> **EXERCISE REQUIREMENTS**
Look through the records and copy every line in which "kyrolabel" appears.
START RECORDS FOR THE TASK
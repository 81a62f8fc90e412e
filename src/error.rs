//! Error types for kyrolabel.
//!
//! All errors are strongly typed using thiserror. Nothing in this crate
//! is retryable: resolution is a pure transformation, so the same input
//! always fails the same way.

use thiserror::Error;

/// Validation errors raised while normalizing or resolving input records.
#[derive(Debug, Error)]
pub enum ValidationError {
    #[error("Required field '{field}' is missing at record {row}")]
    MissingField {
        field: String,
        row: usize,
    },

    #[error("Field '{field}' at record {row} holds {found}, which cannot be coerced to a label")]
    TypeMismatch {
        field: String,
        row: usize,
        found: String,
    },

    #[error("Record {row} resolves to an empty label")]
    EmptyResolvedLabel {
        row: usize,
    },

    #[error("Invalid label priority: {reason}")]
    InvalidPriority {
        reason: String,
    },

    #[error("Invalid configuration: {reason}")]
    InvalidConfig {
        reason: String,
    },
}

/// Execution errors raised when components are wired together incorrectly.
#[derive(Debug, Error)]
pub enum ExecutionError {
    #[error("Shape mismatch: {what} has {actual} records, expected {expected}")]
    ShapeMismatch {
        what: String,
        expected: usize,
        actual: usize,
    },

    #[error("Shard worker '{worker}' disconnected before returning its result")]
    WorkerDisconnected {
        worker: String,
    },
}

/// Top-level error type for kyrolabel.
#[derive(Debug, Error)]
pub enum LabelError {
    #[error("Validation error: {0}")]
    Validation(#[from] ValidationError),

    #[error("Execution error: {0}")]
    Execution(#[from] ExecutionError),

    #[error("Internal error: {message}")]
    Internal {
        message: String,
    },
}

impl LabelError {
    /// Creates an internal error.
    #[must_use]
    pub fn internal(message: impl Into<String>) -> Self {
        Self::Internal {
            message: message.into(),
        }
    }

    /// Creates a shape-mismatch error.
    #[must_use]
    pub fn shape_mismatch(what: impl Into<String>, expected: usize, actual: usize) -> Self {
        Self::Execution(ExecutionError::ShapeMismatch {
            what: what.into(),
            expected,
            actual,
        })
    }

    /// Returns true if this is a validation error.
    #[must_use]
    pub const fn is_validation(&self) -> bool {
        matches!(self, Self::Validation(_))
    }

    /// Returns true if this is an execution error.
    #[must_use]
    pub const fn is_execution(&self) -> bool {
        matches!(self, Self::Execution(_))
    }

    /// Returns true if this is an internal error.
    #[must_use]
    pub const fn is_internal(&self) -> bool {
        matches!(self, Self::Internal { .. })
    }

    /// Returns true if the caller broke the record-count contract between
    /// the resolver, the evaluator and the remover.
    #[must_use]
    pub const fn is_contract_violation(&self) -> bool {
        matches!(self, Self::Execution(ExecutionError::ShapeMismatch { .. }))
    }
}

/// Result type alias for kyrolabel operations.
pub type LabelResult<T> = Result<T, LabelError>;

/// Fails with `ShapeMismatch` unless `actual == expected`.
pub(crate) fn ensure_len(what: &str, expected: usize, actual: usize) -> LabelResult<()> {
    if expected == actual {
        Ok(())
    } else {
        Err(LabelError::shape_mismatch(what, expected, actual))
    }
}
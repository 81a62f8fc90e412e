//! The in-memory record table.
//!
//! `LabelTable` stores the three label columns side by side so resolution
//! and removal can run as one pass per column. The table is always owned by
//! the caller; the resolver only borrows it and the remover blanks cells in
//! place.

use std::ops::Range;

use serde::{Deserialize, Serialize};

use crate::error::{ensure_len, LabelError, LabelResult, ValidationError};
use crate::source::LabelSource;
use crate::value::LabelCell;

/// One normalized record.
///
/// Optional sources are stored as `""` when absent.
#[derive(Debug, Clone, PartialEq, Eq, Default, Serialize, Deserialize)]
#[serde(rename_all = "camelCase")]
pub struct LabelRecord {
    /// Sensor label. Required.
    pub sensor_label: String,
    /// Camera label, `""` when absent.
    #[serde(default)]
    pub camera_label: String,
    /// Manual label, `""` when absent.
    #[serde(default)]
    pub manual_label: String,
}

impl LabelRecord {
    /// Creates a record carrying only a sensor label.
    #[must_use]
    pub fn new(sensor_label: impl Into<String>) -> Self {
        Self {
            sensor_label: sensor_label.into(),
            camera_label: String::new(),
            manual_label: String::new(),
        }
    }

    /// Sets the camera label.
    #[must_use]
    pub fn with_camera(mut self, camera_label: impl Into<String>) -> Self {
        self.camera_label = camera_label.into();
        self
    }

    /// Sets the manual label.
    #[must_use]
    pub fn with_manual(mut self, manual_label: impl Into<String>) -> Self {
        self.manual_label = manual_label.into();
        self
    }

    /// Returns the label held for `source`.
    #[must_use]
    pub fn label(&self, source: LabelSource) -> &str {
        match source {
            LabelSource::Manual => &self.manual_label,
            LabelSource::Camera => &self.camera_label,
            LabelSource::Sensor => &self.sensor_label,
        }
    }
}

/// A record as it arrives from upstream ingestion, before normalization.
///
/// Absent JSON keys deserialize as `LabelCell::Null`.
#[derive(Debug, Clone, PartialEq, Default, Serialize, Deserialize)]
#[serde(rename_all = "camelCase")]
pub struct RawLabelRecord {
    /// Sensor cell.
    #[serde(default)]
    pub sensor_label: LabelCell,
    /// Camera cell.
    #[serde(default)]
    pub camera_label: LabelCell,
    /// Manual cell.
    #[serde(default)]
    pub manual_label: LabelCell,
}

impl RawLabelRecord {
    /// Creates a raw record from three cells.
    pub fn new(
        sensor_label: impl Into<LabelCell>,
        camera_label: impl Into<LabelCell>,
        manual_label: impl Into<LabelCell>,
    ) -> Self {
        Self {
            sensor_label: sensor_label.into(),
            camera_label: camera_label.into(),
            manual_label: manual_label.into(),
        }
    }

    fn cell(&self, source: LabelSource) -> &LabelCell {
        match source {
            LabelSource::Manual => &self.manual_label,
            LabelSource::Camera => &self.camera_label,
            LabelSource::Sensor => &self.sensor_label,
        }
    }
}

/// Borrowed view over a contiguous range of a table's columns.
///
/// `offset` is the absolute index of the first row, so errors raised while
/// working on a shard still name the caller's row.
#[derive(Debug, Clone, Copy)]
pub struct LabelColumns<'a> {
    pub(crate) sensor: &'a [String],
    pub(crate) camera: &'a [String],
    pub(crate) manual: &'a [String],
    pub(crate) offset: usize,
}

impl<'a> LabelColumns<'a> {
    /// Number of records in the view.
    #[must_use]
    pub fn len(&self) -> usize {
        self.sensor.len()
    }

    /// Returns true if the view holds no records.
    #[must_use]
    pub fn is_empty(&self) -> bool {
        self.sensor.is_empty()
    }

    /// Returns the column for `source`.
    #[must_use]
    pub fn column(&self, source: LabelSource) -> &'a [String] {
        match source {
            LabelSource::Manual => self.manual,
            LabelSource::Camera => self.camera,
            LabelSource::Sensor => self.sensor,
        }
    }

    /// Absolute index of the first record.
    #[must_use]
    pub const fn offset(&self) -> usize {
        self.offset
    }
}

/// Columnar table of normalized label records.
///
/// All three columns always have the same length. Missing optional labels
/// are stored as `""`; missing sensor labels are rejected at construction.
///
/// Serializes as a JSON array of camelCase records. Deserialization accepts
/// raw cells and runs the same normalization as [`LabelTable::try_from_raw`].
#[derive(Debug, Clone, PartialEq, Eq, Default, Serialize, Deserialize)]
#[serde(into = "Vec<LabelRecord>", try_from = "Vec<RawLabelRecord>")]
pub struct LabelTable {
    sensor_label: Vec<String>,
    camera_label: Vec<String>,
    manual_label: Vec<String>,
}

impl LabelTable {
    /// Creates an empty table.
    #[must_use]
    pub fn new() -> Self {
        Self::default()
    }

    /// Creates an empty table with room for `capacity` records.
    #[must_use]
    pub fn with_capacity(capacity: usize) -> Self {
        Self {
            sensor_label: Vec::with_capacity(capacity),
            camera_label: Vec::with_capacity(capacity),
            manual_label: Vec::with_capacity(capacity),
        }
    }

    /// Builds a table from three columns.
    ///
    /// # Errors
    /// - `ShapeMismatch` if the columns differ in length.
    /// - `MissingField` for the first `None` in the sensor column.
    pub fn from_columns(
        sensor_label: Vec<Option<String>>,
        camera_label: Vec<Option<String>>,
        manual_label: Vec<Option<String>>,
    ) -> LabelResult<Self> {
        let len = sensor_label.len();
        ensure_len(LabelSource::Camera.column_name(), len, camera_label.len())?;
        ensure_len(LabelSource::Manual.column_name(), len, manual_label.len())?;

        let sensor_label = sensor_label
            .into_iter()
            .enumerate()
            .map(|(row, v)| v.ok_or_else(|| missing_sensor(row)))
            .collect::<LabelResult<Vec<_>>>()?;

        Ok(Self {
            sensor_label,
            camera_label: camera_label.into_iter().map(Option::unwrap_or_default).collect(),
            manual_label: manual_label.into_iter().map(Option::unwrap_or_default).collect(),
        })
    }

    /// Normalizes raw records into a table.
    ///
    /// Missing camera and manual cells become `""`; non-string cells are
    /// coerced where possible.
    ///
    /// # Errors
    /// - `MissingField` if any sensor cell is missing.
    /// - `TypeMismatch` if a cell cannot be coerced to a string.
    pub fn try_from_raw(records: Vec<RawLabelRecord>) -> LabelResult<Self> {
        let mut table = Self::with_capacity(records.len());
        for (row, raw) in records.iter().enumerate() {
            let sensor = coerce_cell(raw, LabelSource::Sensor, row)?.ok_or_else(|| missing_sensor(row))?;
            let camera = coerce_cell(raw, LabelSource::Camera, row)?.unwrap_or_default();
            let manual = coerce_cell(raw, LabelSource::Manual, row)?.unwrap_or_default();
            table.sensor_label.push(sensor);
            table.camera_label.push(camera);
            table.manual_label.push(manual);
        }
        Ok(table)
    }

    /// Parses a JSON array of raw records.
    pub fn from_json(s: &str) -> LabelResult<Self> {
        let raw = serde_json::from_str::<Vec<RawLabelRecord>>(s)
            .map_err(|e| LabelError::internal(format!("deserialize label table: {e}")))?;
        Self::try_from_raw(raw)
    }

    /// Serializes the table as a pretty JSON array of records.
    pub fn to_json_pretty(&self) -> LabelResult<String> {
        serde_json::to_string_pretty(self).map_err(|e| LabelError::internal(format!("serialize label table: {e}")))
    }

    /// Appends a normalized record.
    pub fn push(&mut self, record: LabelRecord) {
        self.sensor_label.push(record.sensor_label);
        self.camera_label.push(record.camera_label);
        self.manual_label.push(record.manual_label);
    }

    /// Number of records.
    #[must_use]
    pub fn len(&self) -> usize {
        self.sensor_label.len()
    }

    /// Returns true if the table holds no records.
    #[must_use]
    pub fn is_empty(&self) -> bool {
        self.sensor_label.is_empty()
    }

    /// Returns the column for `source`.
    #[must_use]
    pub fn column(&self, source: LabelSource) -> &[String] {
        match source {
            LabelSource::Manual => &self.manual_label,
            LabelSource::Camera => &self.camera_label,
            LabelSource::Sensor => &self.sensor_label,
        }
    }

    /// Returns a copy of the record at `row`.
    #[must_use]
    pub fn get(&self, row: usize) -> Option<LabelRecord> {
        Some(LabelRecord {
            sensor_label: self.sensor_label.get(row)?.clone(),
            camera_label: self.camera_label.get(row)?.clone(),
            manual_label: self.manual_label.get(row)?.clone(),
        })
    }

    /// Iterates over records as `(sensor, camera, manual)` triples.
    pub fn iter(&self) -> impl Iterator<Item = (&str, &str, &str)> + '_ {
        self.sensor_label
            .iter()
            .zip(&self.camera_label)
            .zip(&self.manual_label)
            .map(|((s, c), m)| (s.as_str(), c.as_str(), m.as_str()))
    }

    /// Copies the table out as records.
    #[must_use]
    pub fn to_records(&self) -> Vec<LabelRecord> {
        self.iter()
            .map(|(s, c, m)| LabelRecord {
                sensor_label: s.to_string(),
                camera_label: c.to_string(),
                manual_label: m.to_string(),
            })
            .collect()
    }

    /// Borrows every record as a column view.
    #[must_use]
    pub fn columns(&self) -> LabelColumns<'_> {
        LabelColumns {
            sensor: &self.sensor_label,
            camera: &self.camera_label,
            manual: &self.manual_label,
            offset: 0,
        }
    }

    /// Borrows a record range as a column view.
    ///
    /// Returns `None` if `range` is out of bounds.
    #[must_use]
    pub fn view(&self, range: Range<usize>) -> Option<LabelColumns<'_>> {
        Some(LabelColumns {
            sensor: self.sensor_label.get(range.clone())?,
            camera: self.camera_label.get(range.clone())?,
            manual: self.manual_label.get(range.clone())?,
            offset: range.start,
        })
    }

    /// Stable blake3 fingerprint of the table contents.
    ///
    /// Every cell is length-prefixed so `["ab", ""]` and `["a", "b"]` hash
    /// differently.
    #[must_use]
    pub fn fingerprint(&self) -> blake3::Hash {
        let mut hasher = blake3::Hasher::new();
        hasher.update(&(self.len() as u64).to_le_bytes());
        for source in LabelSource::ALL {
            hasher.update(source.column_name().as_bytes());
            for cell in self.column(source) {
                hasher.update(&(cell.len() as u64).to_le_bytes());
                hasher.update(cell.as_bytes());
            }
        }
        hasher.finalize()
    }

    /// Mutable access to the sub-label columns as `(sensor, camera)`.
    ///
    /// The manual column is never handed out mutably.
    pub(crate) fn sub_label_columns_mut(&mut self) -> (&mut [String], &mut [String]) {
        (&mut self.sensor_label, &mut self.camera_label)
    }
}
END RECORDS FOR THE TASK
> **RESULT FOR THIS TASK**
//! Error types for kyrolabel.
/// Top-level error type for kyrolabel.
/// Result type alias for kyrolabel operations.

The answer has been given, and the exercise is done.